Stored data entries:
[Start of section]
//! Health check aggregation.

use serde::{Deserialize, Serialize};
use std::sync::atomic::{AtomicBool, Ordering};

/// Health status for a component.
#[derive(Debug, Clone, Copy, PartialEq, Eq, Serialize, Deserialize)]
#[serde(rename_all = "lowercase")]
pub enum HealthStatus {
    Healthy,
    Degraded,
    Unhealthy,
}

impl HealthStatus {
    pub fn is_healthy(&self) -> bool {
        matches!(self, Self::Healthy)
    }
}

/// Component health state.
#[derive(Debug)]
pub struct ComponentHealth {
    name: &'static str,
    healthy: AtomicBool,
    message: parking_lot::RwLock<Option<String>>,
}

impl ComponentHealth {
    pub const fn new(name: &'static str) -> Self {
        Self {
            name,
            healthy: AtomicBool::new(false),
            message: parking_lot::RwLock::new(None),
        }
    }

    pub fn set_healthy(&self) {
        self.healthy.store(true, Ordering::Relaxed);
        *self.message.write() = None;
    }

    pub fn set_unhealthy(&self, msg: impl Into<String>) {
        self.healthy.store(false, Ordering::Relaxed);
        *self.message.write() = Some(msg.into());
    }

    pub fn is_healthy(&self) -> bool {
        self.healthy.load(Ordering::Relaxed)
    }

    pub fn name(&self) -> &'static str {
        self.name
    }

    pub fn message(&self) -> Option<String> {
        self.message.read().clone()
    }
}

/// Aggregated health status.
#[derive(Debug, Clone, Serialize, Deserialize)]
pub struct HealthReport {
    pub status: HealthStatus,
    pub components: Vec<ComponentHealthReport>,
}

#[derive(Debug, Clone, Serialize, Deserialize)]
pub struct ComponentHealthReport {
    pub name: String,
    pub healthy: bool,
    pub message: Option<String>,
}

/// Global health registry.
pub struct HealthRegistry {
    pub clickhouse: ComponentHealth,
    pub tracker: ComponentHealth,
}

impl HealthRegistry {
    pub const fn new() -> Self {
        Self {
            clickhouse: ComponentHealth::new("clickhouse"),
            tracker: ComponentHealth::new("tracker"),
        }
    }

    fn components(&self) -> [&ComponentHealth; 2] {
        [&self.clickhouse, &self.tracker]
    }

    /// Generate a health report.
    pub fn report(&self) -> HealthReport {
        let components: Vec<ComponentHealthReport> = self
            .components()
            .iter()
            .map(|c| ComponentHealthReport {
                name: c.name().to_string(),
                healthy: c.is_healthy(),
                message: c.message(),
            })
            .collect();

        let all_healthy = components.iter().all(|c| c.healthy);
        let any_healthy = components.iter().any(|c| c.healthy);

        let status = if all_healthy {
            HealthStatus::Healthy
        } else if any_healthy {
            HealthStatus::Degraded
        } else {
            HealthStatus::Unhealthy
        };

        HealthReport { status, components }
    }

    /// Whether queries and batch inserts can be served.
    pub fn is_ready(&self) -> bool {
        self.clickhouse.is_healthy()
    }
}

impl Default for HealthRegistry {
    fn default() -> Self {
        Self::new()
    }
}

/// Global health registry.
pub static HEALTH: std::sync::LazyLock<HealthRegistry> =
    std::sync::LazyLock::new(HealthRegistry::new);

/// Get the global health registry.
pub fn health() -> &'static HealthRegistry {
    &HEALTH
}
//! Pirsch analytics engine
//!
//! Runs the tracker against ClickHouse:
//! - loads configuration from defaults, `config/default.toml` and `PIRSCH__*`
//! - creates the ClickHouse schema and checks the connection
//! - keeps a tracker running until shutdown, then flushes it

use std::sync::Arc;
use std::time::Duration;

use anyhow::{bail, Context, Result};
use tokio::signal;
use tracing::{error, info};

use clickhouse_client::{ClickHouseClient, ClickHouseConfig, ClickHouseStore};
use pirsch_core::Store;
use telemetry::{health, init_tracing, metrics, TracingConfig};
use tracker::{Tracker, TrackerConfig, TrackerSettings};

/// Application configuration.
#[derive(Debug, Clone, Default, serde::Serialize, serde::Deserialize)]
struct Config {
    #[serde(default)]
    clickhouse: ClickHouseConfig,

    #[serde(default)]
    tracker: TrackerSettings,

    #[serde(default)]
    tracing: TracingConfig,

    /// Interval of the metrics log line, in seconds; 0 disables it
    #[serde(default = "default_metrics_interval_secs")]
    metrics_interval_secs: u64,
}

fn default_metrics_interval_secs() -> u64 {
    60
}

#[tokio::main]
async fn main() -> Result<()> {
    // Load .env file if present
    dotenvy::dotenv().ok();

    let config = load_config()?;
    init_tracing(&config.tracing.clone().with_env());

    info!("Starting pirsch v{}", env!("CARGO_PKG_VERSION"));

    let clickhouse = ClickHouseClient::new(config.clickhouse.clone());

    if let Err(e) = clickhouse_client::health::init_schema(&clickhouse).await {
        error!("Failed to initialize ClickHouse schema: {}", e);
    }

    if !check_health(&clickhouse).await {
        bail!("ClickHouse at {} is not reachable", config.clickhouse.url);
    }

    let store: Arc<dyn Store> = Arc::new(ClickHouseStore::new(clickhouse));
    let tracker = Tracker::new(store, TrackerConfig::from(config.tracker.clone()))
        .context("Invalid tracker configuration")?;
    health().tracker.set_healthy();
    info!(status = ?health().report().status, "Tracker running");

    run_until_shutdown(config.metrics_interval_secs).await;

    info!("Shutting down...");
    if let Err(e) = tracker.stop().await {
        error!("Failed to stop tracker: {}", e);
    }
    health().tracker.set_unhealthy("stopped");
    log_metrics();

    info!("Shutdown complete");
    Ok(())
}

/// Load configuration from files and environment.
fn load_config() -> Result<Config> {
    let config = config::Config::builder()
        // Start with defaults
        .add_source(config::Config::try_from(&Config::default())?)
        // Load from config file if exists
        .add_source(
            config::File::with_name("config/default")
                .required(false)
                .format(config::FileFormat::Toml),
        )
        // Override with environment variables, e.g. PIRSCH__CLICKHOUSE__URL
        .add_source(
            config::Environment::default()
                .prefix("PIRSCH")
                .prefix_separator("__")
                .separator("__")
                .try_parsing(true),
        )
        .build()
        .context("Failed to build configuration")?;

    config
        .try_deserialize()
        .context("Failed to deserialize configuration")
}

/// Check component health on startup.
async fn check_health(clickhouse: &ClickHouseClient) -> bool {
    let healthy = clickhouse_client::health::check_connection(clickhouse).await;
    if healthy {
        health().clickhouse.set_healthy();
        info!("ClickHouse connection: healthy");
    } else {
        health().clickhouse.set_unhealthy("Connection failed");
        error!("ClickHouse connection: unhealthy");
    }
    healthy
}

/// Logs metrics periodically until a shutdown signal arrives.
async fn run_until_shutdown(metrics_interval_secs: u64) {
    let shutdown = shutdown_signal();
    tokio::pin!(shutdown);

    if metrics_interval_secs == 0 {
        shutdown.await;
        return;
    }

    let mut ticker = tokio::time::interval(Duration::from_secs(metrics_interval_secs));
    ticker.tick().await;
    loop {
        tokio::select! {
            _ = &mut shutdown => break,
            _ = ticker.tick() => log_metrics(),
        }
    }
}

fn log_metrics() {
    let m = metrics().snapshot();
    info!(
        ready = health().is_ready(),
        hits_received = m.hits_received,
        hits_dropped_bot = m.hits_dropped_bot,
        sessions_created = m.sessions_created,
        page_views_saved = m.page_views_saved,
        sessions_saved = m.sessions_saved,
        events_saved = m.events_saved,
        records_dropped = m.records_dropped,
        store_errors = m.store_errors,
        cached_sessions = m.cached_sessions,
        queued_records = m.queued_records,
        batch_insert_latency_mean_ms = m.batch_insert_latency_mean_ms,
        "Metrics"
    );
}

/// Graceful shutdown signal handler.
async fn shutdown_signal() {
    let ctrl_c = async {
        if let Err(e) = signal::ctrl_c().await {
            error!("Failed to listen for Ctrl+C: {}", e);
            std::future::pending::<()>().await;
        }
    };

    #[cfg(unix)]
    let terminate = async {
        match signal::unix::signal(signal::unix::SignalKind::terminate()) {
            Ok(mut sig) => {
                sig.recv().await;
            }
            Err(e) => {
                error!("Failed to install terminate handler: {}", e);
                std::future::pending::<()>().await;
            }
        }
    };

    #[cfg(not(unix))]
    let terminate = std::future::pending::<()>();

    tokio::select! {
        _ = ctrl_c => {
            info!("Received Ctrl+C signal");
        }
        _ = terminate => {
            info!("Received terminate signal");
        }
    }
}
[End of section]
(WHAT IS REQUIRED) Please filter the entries above down to the lines holding "ticker" and copy them.

(RESPONSE AREA)
    let mut ticker = tokio::time::interval(Duration::from_secs(metrics_interval_secs));
    ticker.tick().await;
            _ = ticker.tick() => log_metrics(),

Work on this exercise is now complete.